RARA-AVIS: Trevanian dead

From: Jim Beaver ( jumblejim@prodigy.net)
Date: 19 Dec 2005


http://www.latimes.com/news/obituaries/la-me-whitaker19dec19,1,5654755.story?coll=la-news-obituaries

OBITUARIES

Rodney Whitaker, a.k.a. Trevanian, 74; Author Wrote 'Eiger Sanction'

By Myrna Oliver - Los Angeles Times Staff Writer

December 19, 2005

Rodney William Whitaker, the mysterious mystery writer best known as Trevanian, the author of such international bestsellers as "The Eiger Sanction," has died. He was 74.

Whitaker died Wednesday in the West Country of England of chronic obstructive pulmonary disease.

His 1972 blockbuster "The Eiger Sanction," which was adapted as a 1975 movie starring Clint Eastwood, was Trevanian's first and perhaps best-known novel. In it, art historian and sometime assassin Jonathan Hemlock (Eastwood in the film) is sent to kill an enemy agent during a mountain climbing expedition on Switzerland's majestic Eiger.

Some derided that novel and "The Loo Sanction" in 1973 as pale James Bond derivatives. The author considered them intentional Bond spoofs. Whatever they were, they sold millions of copies and established him as a must-read mystery writer.

Among the other Trevanian novels were cult-favorite "Shibumi" in 1979, the romantic "The Summer of Katya" in 1983, the western "Incident at Twenty-Mile" in 1998 and his last, the semi-autobiographical
"Crazyladies of Pearl Street," published in June.

For years, Whitaker studiously avoided interviews or publishers' promotions that would reveal his actual identity. Many speculated that
"Trevanian" was actually novelist Robert Ludlum, a rumor Whitaker put to rest.

In a rare interview, he told the New York Times Book Review in 1979 that he wrote "under five different names on several subjects: theology, law, aesthetics, film."

The eclectic author, using the pseudonym Nicholas Seare, wrote the medieval parody "1339 or So - Being an Apology for a Pedlar," published in 1975, and "Rude Tales and Glorious: The Account of Diverse Feats of Brawn and Bawd Performed by King Arthur and His Knights of the Table Round" in 1983.

An educator in communication and dramatic arts, Whitaker wrote nonfiction books under his own name. Among those was "The Language of Film" in 1970.

He also wrote under the names Benat LeCagot and Edoard Moran. Were there others? Even the staid comprehensive anthology Contemporary Authors noted: "It is difficult to determine how many works he has published with other names."

His writing has been compared to that of Emile Zola, Bond's creator Ian Fleming, Edgar Allan Poe and Chaucer. Unlike many popular mystery authors, Whitaker never turned out formulaic books.

Each seemed a separate and unique creation, linked only by what the Washington Post in 1983 described as "a consistently high level of craftsmanship, a certain playfulness of style and a pervasive message that things are not what they seem."

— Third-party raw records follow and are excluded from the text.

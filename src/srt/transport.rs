//! The SRT caller-mode transport: initial connect, non-blocking send, and a
//! structured reconnect worker.
//!
//! Unlike the original `libsrt`-backed prototype, `srt_tokio` carries no
//! process-global state to initialize or tear down (no `srt_startup`/
//! `srt_cleanup` equivalent), so this crate has no `Transport::new()` step
//! distinct from `init()` — constructing a `Transport` and performing the
//! first connect are the same operation.

use std::net::{Ipv4Addr, SocketAddr};
use std::sync::atomic::{AtomicU32, Ordering};
use std::sync::Arc;
use std::time::Duration;

use bytes::Bytes;
use tokio::sync::{mpsc, Notify, RwLock};
use tokio::task::JoinHandle;

use super::link::{LinkError, SrtConnector, SrtLink, SrtTokioConnector};
use crate::config::TransportConfig;

/// Capped exponential backoff attempts before a session is declared
/// terminally dead.
pub const MAX_RECONNECT_ATTEMPTS: u32 = 10;
const MAX_BACKOFF_MS: u64 = 16_000;
const SEND_QUEUE_CAPACITY: usize = 64;

/// The transport's Disconnected/Connected/Reconnecting state machine.
/// A valid socket exists only while `Connected`.
#[derive(Debug, Clone, Copy, PartialEq, Eq)]
pub enum ConnectionState {
    /// No socket; only a new `init` (or, internally, a fresh reconnect
    /// attempt) can leave this state.
    Disconnected,
    /// A socket is held by the worker task; `send` enqueues onto it.
    Connected,
    /// The worker is between reconnect attempts.
    Reconnecting,
}

/// Backoff delay before reconnect attempt `attempt` (1-based):
/// `min(1000 * 2^(attempt-1), 16000)` ms.
pub fn backoff_delay(attempt: u32) -> Duration {
    let shift = attempt.saturating_sub(1).min(16);
    let millis = 1_000u64.saturating_mul(1u64 << shift);
    Duration::from_millis(millis.min(MAX_BACKOFF_MS))
}

/// A cloneable, non-blocking send path into a [`Transport`]'s worker queue.
/// See [`Transport::sender_handle`].
#[derive(Clone)]
pub struct TransportHandle {
    cmd_tx: mpsc::Sender<Bytes>,
}

impl TransportHandle {
    /// Same drop-on-backpressure semantics as [`Transport::send`].
    pub fn send(&self, data: &[u8]) {
        send_via(&self.cmd_tx, data);
    }
}

fn send_via(cmd_tx: &mpsc::Sender<Bytes>, data: &[u8]) {
    match cmd_tx.try_send(Bytes::copy_from_slice(data)) {
        Ok(()) => {}
        Err(mpsc::error::TrySendError::Full(_)) => {
            log::debug!("srt send queue full, dropping {} bytes", data.len());
        }
        Err(mpsc::error::TrySendError::Closed(_)) => {
            log::debug!("srt worker gone, dropping {} bytes", data.len());
        }
    }
}

struct Shared {
    state: RwLock<ConnectionState>,
    reconnect_attempts: AtomicU32,
    connector: Arc<dyn SrtConnector>,
    config: TransportConfig,
    addr: SocketAddr,
    stream_id: String,
}

/// One SRT caller-mode publishing session.
pub struct Transport {
    shared: Arc<Shared>,
    cmd_tx: mpsc::Sender<Bytes>,
    shutdown: Arc<Notify>,
    worker: Option<JoinHandle<()>>,
}

impl Transport {
    /// Performs the blocking initial connect and, on success, spawns the
    /// reconnect worker. Returns `(false, None)` on any connect failure —
    /// configuration error or handshake timeout alike — matching `init`'s
    /// boolean contract; the caller is never handed a `Result` here
    /// because a failed connect is an expected outcome, not exceptional.
    pub async fn init(
        ip: Ipv4Addr,
        port: u16,
        stream_id: impl Into<String>,
    ) -> (bool, Option<Self>) {
        Self::init_with(
            Arc::new(SrtTokioConnector),
            TransportConfig::from_env(),
            ip,
            port,
            stream_id,
        )
        .await
    }

    /// Same as [`Transport::init`] but with an injected connector and
    /// config, for testing the state machine without a real socket.
    pub(crate) async fn init_with(
        connector: Arc<dyn SrtConnector>,
        config: TransportConfig,
        ip: Ipv4Addr,
        port: u16,
        stream_id: impl Into<String>,
    ) -> (bool, Option<Self>) {
        let addr = SocketAddr::new(ip.into(), port);
        let stream_id = stream_id.into();

        let link = match connector.connect(&config, addr, &stream_id).await {
            Ok(link) => link,
            Err(e) => {
                log::warn!("srt connect to {addr} failed: {e}");
                return (false, None);
            }
        };

        let shared = Arc::new(Shared {
            state: RwLock::new(ConnectionState::Connected),
            reconnect_attempts: AtomicU32::new(0),
            connector,
            config,
            addr,
            stream_id,
        });

        let (cmd_tx, cmd_rx) = mpsc::channel(SEND_QUEUE_CAPACITY);
        let shutdown = Arc::new(Notify::new());
        let worker = tokio::spawn(run_worker(
            Arc::clone(&shared),
            link,
            cmd_rx,
            Arc::clone(&shutdown),
        ));

        (
            true,
            Some(Self {
                shared,
                cmd_tx,
                shutdown,
                worker: Some(worker),
            }),
        )
    }

    /// Non-blocking enqueue. Drops (and logs at debug level) when the
    /// worker's queue is full or gone — during `Reconnecting` or terminal
    /// `Disconnected`, the queue fills and every subsequent `send` becomes
    /// a silent no-op — runtime errors never propagate to the caller.
    pub fn send(&self, data: &[u8]) {
        send_via(&self.cmd_tx, data);
    }

    /// A cheaply cloneable handle carrying just the send path, decoupled
    /// from the `Transport` it came from. [`crate::Publisher`] hands one of
    /// these to the muxer as its sink closure, so the muxer's sink can
    /// outlive any particular borrow of `Transport` without the two
    /// fighting over `&self`/`&mut self`.
    pub fn sender_handle(&self) -> TransportHandle {
        TransportHandle {
            cmd_tx: self.cmd_tx.clone(),
        }
    }

    /// Current connection state, for observability and tests.
    pub async fn state(&self) -> ConnectionState {
        *self.shared.state.read().await
    }

    /// Reconnect attempts made since the last successful connect (0 while
    /// `Connected`).
    pub fn reconnect_attempts(&self) -> u32 {
        self.shared.reconnect_attempts.load(Ordering::SeqCst)
    }

    /// Signals the worker to stop and awaits it — a structured join
    /// instead of the original's detached thread, so repeated
    /// init/release cycles cannot leak a task.
    pub async fn release(mut self) {
        self.shutdown.notify_one();
        drop(self.cmd_tx);
        if let Some(worker) = self.worker.take() {
            let _ = worker.await;
        }
    }
}

async fn run_worker(
    shared: Arc<Shared>,
    mut link: Box<dyn SrtLink>,
    mut cmd_rx: mpsc::Receiver<Bytes>,
    shutdown: Arc<Notify>,
) {
    loop {
        tokio::select! {
            _ = shutdown.notified() => {
                link.close().await;
                return;
            }
            received = cmd_rx.recv() => {
                match received {
                    None => {
                        link.close().await;
                        return;
                    }
                    Some(bytes) => handle_send(&shared, &mut link, bytes).await,
                }
            }
        }

        if *shared.state.read().await == ConnectionState::Disconnected {
            // Reconnect attempts are exhausted. `Transport::send` has no
            // way to know that short of this worker continuing to drain
            // (and drop) the channel, so just wait here for `release`.
            shutdown.notified().await;
            link.close().await;
            return;
        }
    }
}

async fn handle_send(shared: &Arc<Shared>, link: &mut Box<dyn SrtLink>, bytes: Bytes) {
    let len = bytes.len();
    let err = match link.send_message(bytes).await {
        Ok(()) => return,
        Err(LinkError::Other(e)) => {
            log::error!("srt send error, dropping {len} bytes: {e}");
            return;
        }
        Err(LinkError::ConnectionLost(e)) => e,
    };

    log::warn!("srt connection lost to {}: {err}", shared.addr);
    *shared.state.write().await = ConnectionState::Reconnecting;

    match reconnect(shared).await {
        Some(new_link) => {
            *link = new_link;
            *shared.state.write().await = ConnectionState::Connected;
        }
        None => {
            *shared.state.write().await = ConnectionState::Disconnected;
            log::error!(
                "srt reconnect exhausted after {MAX_RECONNECT_ATTEMPTS} attempts to {}",
                shared.addr
            );
        }
    }
}

async fn reconnect(shared: &Shared) -> Option<Box<dyn SrtLink>> {
    for attempt in 1..=MAX_RECONNECT_ATTEMPTS {
        shared.reconnect_attempts.store(attempt, Ordering::SeqCst);
        tokio::time::sleep(backoff_delay(attempt)).await;

        match shared
            .connector
            .connect(&shared.config, shared.addr, &shared.stream_id)
            .await
        {
            Ok(link) => {
                shared.reconnect_attempts.store(0, Ordering::SeqCst);
                return Some(link);
            }
            Err(e) => {
                log::warn!(
                    "reconnect attempt {attempt}/{MAX_RECONNECT_ATTEMPTS} to {} failed: {e}",
                    shared.addr
                );
            }
        }
    }
    None
}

A Times reviewer wrote of his Montreal-based 1976 Trevanian mystery: "
'The Main' is as real and unsentimental as a good writer can make it - the characters believable, the exotic terrain drawn accurately and with a good deal of color, the search for the murderer making an otherwise episodic narrative taut and compelling ... This is a good book, one to go to bed with."

The Hartford Courant, in reviewing his 2005 semi-autobiography based in Depression-era Albany, N.Y., noted: "The thrust in 'Crazyladies' isn't in the driving of the plot but in the feel of the place and people, and Trevanian triumphs, aided by his trademark etymologic dexterity and dispassionate wit."

"The real Pearl Street may have been a pit of desolation for its residents, but readers will find it irresistible. They won't come away from it with an unforgettable story to tell, but they will feel as if they have been someplace and met some people they won't soon forget."

To mask his identity and protect his privacy - or perhaps just for fun
- Whitaker not only used many names, he also insisted that he sent substitutes to pose as him in interviews and sometimes claimed not to know any Professor Whitaker. His publisher disclosed that Trevanian was Whitaker in 1984. In 1975, Whitaker used his own name in a shared screenwriting credit for the Eastwood movie.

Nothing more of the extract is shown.